##### GIVEN INFORMATION #####
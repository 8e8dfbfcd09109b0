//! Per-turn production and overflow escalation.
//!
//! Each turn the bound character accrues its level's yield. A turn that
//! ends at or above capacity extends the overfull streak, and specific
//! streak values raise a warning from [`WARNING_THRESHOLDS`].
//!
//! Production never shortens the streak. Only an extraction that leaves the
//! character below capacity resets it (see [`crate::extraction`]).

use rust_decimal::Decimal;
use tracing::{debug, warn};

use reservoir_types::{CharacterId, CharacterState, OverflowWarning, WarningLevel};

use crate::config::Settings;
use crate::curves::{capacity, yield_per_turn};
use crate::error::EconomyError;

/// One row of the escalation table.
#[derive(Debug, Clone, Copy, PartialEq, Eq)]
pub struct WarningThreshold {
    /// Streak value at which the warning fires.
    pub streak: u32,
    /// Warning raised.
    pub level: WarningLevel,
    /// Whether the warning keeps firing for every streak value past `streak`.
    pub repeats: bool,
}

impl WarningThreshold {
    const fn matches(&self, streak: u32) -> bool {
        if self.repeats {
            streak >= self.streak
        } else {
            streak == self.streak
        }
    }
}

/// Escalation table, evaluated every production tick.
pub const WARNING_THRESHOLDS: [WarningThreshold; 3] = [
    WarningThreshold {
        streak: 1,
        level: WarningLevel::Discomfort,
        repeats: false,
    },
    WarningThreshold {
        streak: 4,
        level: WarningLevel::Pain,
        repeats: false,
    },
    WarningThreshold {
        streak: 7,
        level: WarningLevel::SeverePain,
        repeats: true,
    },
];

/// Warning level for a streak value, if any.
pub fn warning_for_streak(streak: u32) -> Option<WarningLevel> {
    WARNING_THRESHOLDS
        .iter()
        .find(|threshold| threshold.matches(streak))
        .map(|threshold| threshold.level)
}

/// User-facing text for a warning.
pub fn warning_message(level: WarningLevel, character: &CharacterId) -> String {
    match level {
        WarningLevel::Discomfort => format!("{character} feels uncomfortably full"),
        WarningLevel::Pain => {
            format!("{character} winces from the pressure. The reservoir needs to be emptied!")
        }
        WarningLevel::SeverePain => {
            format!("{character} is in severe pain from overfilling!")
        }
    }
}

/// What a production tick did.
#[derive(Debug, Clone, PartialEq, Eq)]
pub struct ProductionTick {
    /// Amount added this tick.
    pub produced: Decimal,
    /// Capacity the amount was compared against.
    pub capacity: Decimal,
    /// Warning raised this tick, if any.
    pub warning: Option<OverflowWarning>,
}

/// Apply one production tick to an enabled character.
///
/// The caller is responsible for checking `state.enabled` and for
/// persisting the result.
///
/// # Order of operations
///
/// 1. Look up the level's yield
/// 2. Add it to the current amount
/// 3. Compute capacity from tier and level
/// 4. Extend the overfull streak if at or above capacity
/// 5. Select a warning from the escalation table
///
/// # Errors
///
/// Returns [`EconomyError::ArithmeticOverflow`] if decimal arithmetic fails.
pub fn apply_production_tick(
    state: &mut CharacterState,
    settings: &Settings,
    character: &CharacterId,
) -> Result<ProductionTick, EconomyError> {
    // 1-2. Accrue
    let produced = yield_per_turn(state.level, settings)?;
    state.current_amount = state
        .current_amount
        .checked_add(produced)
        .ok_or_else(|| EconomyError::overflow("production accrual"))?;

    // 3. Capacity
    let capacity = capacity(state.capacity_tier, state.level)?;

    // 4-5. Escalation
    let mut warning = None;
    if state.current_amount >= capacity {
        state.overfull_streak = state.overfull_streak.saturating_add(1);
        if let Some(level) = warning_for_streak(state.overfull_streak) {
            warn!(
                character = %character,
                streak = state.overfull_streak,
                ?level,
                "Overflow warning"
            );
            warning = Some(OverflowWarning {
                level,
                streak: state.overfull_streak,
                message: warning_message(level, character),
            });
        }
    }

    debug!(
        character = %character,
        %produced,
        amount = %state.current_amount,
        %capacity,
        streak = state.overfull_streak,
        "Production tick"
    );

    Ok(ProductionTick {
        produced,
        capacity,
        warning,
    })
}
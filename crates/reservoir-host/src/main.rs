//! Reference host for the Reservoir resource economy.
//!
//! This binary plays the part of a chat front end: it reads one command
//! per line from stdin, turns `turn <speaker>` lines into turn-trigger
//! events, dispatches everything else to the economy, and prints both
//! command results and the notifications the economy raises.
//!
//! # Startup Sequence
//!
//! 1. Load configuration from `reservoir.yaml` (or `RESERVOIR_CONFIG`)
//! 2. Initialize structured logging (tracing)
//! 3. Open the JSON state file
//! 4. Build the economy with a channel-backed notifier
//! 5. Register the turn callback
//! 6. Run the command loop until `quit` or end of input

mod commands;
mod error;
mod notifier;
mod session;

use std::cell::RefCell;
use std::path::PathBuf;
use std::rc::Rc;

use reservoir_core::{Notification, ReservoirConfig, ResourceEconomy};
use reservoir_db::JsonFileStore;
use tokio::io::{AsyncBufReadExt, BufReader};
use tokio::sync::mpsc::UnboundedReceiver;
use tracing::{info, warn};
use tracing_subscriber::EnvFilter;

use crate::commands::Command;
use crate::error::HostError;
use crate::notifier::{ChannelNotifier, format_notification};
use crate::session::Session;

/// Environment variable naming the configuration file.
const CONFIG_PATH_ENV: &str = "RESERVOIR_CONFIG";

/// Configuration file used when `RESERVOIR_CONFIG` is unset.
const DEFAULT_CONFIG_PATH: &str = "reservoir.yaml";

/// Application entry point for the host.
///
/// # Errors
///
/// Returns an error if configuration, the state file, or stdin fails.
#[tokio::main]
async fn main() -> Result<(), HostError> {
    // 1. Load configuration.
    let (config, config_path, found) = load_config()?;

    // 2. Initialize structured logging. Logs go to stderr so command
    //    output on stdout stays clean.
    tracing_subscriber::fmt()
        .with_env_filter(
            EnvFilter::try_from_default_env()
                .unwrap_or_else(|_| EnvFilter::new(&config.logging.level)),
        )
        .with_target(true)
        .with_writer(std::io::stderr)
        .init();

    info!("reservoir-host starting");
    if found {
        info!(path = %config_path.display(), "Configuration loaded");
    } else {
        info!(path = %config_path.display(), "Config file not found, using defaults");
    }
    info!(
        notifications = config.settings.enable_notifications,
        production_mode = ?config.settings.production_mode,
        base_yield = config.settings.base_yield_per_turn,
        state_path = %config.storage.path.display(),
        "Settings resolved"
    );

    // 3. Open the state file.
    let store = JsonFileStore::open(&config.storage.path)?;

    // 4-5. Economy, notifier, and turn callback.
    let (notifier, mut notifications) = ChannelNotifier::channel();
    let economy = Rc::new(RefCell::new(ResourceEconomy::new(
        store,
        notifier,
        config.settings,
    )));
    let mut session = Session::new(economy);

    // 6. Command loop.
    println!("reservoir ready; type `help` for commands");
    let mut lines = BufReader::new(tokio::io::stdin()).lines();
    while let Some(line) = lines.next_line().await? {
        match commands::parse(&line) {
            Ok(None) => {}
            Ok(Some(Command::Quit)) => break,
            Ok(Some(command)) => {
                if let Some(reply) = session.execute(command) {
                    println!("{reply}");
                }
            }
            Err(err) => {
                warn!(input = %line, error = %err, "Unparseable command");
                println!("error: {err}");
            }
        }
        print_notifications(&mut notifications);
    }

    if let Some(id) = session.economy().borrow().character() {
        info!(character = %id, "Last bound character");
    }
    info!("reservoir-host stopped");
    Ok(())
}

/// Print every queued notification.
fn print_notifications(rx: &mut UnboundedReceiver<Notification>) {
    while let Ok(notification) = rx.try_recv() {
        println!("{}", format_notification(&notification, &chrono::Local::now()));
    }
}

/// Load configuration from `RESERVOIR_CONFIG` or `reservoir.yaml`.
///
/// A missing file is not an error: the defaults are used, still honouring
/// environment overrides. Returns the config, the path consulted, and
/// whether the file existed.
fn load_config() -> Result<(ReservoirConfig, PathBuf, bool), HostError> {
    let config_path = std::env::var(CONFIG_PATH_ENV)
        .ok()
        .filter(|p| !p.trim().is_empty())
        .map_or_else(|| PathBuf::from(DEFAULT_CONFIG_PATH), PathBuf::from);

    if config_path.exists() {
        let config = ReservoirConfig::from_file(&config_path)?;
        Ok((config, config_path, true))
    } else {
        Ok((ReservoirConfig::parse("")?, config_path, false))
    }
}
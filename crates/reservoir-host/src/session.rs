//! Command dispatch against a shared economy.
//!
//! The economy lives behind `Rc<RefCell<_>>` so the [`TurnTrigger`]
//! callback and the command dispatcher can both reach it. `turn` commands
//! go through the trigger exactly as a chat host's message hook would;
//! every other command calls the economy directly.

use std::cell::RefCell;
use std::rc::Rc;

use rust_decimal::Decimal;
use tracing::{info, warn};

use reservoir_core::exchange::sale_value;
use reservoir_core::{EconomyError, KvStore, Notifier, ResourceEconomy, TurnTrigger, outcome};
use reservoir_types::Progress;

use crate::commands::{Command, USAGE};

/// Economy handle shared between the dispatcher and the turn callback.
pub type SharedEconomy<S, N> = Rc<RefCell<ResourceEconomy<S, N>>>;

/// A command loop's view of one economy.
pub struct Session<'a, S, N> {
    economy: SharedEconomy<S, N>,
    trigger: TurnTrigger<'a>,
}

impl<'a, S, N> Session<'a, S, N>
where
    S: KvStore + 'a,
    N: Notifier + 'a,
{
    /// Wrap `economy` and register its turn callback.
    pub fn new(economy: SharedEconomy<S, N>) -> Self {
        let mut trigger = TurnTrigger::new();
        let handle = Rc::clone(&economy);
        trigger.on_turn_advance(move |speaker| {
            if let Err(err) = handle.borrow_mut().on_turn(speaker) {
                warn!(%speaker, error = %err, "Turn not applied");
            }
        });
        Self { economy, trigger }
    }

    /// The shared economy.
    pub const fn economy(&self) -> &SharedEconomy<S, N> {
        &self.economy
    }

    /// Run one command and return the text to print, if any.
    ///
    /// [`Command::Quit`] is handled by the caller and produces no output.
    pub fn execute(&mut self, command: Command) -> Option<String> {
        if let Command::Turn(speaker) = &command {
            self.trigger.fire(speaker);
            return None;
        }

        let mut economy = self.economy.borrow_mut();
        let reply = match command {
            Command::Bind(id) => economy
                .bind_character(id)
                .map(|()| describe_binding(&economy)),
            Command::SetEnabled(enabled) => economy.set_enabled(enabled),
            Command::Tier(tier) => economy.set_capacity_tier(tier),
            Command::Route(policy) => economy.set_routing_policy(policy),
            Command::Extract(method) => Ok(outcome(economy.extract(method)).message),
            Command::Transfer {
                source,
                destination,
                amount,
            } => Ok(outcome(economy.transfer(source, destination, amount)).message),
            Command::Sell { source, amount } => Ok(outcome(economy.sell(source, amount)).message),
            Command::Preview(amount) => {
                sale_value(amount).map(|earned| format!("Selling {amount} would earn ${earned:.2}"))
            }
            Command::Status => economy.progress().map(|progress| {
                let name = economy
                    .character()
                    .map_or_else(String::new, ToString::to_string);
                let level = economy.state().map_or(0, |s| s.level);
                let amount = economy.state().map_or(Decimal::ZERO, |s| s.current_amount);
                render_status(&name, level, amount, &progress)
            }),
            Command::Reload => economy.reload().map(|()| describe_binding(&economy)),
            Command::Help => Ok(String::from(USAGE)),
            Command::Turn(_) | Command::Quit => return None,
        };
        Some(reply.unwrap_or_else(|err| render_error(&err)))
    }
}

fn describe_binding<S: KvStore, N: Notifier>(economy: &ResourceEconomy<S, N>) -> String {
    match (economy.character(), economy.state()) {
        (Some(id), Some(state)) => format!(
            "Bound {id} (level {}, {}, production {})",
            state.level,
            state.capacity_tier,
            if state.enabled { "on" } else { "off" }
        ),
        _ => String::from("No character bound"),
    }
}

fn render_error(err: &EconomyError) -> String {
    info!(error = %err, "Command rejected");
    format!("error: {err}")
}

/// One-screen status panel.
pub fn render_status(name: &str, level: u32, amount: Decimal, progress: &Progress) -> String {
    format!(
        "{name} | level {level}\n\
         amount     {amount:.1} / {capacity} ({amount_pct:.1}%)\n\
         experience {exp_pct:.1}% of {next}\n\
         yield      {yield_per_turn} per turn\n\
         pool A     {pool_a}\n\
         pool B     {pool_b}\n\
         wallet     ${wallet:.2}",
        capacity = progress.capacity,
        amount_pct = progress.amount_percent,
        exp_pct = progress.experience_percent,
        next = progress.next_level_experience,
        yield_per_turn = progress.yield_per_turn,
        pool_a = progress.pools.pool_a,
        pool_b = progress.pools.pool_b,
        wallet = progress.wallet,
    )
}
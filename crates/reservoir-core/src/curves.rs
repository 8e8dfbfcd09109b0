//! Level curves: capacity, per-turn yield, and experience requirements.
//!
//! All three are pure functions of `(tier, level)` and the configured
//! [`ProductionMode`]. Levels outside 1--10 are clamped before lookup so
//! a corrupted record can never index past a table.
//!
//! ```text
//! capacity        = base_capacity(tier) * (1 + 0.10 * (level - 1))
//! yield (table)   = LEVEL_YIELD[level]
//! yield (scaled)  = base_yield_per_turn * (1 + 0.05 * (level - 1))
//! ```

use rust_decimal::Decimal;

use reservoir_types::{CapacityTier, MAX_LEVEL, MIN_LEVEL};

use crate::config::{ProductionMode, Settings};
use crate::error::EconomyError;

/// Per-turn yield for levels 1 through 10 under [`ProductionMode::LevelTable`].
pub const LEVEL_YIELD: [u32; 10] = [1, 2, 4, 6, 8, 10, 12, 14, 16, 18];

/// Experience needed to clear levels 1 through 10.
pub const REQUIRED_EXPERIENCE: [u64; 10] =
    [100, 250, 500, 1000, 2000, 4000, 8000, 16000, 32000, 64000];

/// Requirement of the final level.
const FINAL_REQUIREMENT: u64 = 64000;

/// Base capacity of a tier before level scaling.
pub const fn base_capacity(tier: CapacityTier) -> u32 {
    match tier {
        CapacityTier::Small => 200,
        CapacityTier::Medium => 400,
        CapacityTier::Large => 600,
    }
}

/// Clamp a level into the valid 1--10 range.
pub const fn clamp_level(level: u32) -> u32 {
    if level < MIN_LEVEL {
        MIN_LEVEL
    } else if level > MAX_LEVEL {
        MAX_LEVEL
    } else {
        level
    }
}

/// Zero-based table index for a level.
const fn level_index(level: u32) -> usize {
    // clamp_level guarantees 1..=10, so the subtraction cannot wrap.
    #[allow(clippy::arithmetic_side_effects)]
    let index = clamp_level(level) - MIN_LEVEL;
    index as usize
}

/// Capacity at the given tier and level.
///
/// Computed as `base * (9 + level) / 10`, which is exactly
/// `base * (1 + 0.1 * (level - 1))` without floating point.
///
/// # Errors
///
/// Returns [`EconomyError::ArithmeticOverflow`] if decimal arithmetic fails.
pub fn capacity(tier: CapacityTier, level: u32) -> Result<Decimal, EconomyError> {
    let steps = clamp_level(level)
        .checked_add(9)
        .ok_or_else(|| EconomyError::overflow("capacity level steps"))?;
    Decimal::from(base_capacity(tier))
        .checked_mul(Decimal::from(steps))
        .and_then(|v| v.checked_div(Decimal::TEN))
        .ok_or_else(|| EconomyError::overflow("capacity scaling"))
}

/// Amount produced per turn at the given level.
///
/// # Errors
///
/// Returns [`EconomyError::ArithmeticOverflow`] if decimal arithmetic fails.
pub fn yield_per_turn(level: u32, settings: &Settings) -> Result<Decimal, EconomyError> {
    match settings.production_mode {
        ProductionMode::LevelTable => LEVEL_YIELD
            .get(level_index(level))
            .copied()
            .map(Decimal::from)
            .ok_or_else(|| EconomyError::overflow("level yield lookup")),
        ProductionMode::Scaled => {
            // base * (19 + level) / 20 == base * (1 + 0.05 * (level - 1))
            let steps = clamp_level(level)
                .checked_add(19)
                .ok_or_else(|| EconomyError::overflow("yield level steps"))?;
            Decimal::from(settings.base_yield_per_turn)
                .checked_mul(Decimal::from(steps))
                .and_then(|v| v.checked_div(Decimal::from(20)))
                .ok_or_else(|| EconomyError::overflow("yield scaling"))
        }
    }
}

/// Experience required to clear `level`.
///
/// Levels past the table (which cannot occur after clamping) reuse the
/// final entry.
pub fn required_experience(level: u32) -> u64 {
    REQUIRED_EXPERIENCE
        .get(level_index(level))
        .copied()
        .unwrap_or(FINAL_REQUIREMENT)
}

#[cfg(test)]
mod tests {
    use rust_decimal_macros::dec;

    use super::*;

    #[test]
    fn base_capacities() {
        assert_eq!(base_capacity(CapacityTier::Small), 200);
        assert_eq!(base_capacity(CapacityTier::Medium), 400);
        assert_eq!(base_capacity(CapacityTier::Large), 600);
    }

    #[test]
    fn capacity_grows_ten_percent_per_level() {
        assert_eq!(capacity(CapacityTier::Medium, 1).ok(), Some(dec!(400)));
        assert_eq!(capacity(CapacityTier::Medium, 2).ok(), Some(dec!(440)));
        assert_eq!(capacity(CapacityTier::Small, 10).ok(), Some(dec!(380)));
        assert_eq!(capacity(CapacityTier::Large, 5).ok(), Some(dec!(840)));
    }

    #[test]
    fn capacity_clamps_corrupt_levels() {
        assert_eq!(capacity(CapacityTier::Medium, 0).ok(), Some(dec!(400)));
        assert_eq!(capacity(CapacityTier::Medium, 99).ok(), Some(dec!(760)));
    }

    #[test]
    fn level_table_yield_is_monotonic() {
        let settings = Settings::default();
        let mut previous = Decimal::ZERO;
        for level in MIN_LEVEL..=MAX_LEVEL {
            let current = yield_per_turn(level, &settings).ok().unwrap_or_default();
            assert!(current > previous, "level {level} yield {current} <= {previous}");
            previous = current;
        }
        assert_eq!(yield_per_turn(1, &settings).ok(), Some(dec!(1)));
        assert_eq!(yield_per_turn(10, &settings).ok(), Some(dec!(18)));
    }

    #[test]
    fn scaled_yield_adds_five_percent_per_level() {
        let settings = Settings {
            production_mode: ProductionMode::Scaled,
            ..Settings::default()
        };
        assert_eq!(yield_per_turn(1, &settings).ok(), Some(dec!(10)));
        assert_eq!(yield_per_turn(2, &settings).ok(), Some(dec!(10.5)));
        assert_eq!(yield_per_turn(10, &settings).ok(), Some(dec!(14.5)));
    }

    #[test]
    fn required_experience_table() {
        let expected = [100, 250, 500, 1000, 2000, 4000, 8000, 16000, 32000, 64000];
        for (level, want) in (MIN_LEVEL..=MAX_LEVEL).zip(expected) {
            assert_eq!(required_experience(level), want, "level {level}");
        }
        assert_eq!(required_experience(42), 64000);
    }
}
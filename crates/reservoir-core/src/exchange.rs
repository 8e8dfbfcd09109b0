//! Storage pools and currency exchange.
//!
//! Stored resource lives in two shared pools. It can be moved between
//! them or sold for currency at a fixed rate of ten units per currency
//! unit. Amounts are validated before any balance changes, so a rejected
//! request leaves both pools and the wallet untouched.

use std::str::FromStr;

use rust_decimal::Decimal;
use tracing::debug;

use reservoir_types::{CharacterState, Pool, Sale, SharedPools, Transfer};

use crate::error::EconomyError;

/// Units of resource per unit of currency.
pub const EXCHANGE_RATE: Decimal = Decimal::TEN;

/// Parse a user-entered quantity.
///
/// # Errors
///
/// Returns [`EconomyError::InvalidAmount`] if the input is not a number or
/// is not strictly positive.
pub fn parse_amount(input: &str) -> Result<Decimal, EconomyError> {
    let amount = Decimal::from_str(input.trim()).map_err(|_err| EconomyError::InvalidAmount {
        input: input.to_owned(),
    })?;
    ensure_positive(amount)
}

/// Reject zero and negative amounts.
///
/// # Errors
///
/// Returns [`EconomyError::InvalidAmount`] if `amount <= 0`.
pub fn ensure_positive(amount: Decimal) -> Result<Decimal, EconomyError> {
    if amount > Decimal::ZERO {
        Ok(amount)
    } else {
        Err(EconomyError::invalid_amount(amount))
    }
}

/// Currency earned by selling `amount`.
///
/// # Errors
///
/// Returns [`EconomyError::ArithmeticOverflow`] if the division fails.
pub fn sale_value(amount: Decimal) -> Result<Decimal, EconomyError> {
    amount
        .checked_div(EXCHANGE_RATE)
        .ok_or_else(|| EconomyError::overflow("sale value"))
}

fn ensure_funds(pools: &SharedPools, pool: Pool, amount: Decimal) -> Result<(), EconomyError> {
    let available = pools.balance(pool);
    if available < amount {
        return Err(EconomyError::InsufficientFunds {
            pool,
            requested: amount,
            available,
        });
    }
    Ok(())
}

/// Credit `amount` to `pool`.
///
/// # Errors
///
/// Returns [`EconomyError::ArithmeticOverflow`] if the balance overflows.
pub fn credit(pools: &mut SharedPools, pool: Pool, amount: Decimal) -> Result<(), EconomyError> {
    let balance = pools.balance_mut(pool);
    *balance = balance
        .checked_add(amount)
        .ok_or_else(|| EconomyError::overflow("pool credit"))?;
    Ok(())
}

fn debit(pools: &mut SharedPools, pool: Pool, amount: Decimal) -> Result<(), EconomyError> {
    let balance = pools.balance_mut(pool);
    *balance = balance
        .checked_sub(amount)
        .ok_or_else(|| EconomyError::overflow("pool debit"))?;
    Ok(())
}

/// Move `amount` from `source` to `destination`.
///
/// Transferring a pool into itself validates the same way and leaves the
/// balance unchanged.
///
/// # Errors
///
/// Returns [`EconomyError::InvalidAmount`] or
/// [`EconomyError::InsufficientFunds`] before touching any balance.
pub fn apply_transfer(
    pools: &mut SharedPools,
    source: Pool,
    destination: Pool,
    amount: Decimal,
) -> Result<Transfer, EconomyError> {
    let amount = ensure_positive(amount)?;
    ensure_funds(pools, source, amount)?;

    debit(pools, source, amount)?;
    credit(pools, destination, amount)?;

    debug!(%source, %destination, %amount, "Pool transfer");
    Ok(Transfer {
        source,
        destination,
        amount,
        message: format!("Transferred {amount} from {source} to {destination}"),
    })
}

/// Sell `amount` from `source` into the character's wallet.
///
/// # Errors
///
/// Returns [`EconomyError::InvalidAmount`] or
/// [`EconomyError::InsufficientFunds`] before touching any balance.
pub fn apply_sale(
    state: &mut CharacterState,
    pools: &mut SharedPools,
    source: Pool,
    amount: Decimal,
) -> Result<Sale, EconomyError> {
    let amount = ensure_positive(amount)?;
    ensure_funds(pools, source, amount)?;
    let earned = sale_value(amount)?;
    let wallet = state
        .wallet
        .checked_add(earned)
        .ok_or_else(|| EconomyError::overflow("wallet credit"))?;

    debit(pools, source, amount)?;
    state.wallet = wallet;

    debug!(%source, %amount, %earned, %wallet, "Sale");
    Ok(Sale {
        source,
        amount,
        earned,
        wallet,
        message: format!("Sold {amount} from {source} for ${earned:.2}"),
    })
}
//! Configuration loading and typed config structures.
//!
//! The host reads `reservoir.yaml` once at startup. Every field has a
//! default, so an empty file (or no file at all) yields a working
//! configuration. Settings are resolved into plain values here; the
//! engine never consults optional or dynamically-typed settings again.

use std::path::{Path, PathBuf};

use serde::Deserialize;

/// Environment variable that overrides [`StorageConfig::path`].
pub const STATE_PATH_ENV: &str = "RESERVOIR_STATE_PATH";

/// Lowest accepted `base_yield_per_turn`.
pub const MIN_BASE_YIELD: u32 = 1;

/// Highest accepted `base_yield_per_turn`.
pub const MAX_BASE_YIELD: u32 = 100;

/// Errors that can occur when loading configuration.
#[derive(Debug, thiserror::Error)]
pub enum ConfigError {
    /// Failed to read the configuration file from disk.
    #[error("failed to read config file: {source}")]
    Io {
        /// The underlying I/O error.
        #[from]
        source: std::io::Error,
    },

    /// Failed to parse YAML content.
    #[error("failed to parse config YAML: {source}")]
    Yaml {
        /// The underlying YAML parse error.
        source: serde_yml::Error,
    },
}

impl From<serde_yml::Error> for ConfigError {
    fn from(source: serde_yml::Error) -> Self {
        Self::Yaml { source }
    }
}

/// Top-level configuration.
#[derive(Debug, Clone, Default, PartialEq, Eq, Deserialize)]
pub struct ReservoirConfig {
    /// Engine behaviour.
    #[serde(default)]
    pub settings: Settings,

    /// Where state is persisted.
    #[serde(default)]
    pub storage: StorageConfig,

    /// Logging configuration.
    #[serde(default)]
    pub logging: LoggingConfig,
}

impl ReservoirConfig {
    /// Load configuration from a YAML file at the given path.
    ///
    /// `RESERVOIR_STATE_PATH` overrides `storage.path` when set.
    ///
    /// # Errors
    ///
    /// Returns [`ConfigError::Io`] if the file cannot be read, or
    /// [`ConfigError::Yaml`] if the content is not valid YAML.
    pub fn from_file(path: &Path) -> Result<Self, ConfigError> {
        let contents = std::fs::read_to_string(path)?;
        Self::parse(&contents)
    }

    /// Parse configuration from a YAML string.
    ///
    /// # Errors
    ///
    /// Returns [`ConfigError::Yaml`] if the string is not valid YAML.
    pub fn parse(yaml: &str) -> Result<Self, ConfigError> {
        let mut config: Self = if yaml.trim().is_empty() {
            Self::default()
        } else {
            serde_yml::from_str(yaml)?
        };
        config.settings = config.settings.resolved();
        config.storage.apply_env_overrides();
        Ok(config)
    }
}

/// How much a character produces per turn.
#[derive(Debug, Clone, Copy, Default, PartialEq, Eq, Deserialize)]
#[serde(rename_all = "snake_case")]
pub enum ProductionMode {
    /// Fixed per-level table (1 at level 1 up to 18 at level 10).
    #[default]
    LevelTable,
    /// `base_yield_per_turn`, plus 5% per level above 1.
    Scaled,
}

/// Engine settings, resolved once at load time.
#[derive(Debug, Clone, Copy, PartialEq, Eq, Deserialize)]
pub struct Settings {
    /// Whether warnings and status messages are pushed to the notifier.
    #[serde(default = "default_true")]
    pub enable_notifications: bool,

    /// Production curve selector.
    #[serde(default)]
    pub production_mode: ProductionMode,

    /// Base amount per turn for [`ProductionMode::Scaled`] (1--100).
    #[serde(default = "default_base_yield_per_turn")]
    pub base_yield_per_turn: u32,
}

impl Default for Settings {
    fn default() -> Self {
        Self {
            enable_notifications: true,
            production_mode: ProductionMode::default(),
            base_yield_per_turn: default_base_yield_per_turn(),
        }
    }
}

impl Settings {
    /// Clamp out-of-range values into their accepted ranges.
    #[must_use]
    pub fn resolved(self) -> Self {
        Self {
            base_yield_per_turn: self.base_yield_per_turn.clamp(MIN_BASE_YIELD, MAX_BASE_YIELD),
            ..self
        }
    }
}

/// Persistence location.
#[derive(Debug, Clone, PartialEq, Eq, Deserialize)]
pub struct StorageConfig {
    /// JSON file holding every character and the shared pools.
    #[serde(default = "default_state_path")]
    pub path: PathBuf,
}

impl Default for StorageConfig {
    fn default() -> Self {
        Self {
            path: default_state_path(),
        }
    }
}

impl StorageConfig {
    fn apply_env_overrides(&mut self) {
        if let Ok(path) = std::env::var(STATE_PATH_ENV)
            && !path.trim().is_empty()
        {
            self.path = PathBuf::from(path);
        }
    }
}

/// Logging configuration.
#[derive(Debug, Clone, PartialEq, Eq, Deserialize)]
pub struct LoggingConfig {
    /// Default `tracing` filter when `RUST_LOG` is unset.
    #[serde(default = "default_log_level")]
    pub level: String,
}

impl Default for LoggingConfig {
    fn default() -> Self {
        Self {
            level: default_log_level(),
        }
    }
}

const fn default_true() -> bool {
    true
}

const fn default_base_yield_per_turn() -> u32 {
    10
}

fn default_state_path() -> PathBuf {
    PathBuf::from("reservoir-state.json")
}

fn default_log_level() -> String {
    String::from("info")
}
#####
The lines above that hold the string "callback" are to be located and copied.

> RESULT OF THIS TASK:
//! 5. Register the turn callback
    // 4-5. Economy, notifier, and turn callback.
//! callback and the command dispatcher can both reach it. `turn` commands
/// Economy handle shared between the dispatcher and the turn callback.
    /// Wrap `economy` and register its turn callback.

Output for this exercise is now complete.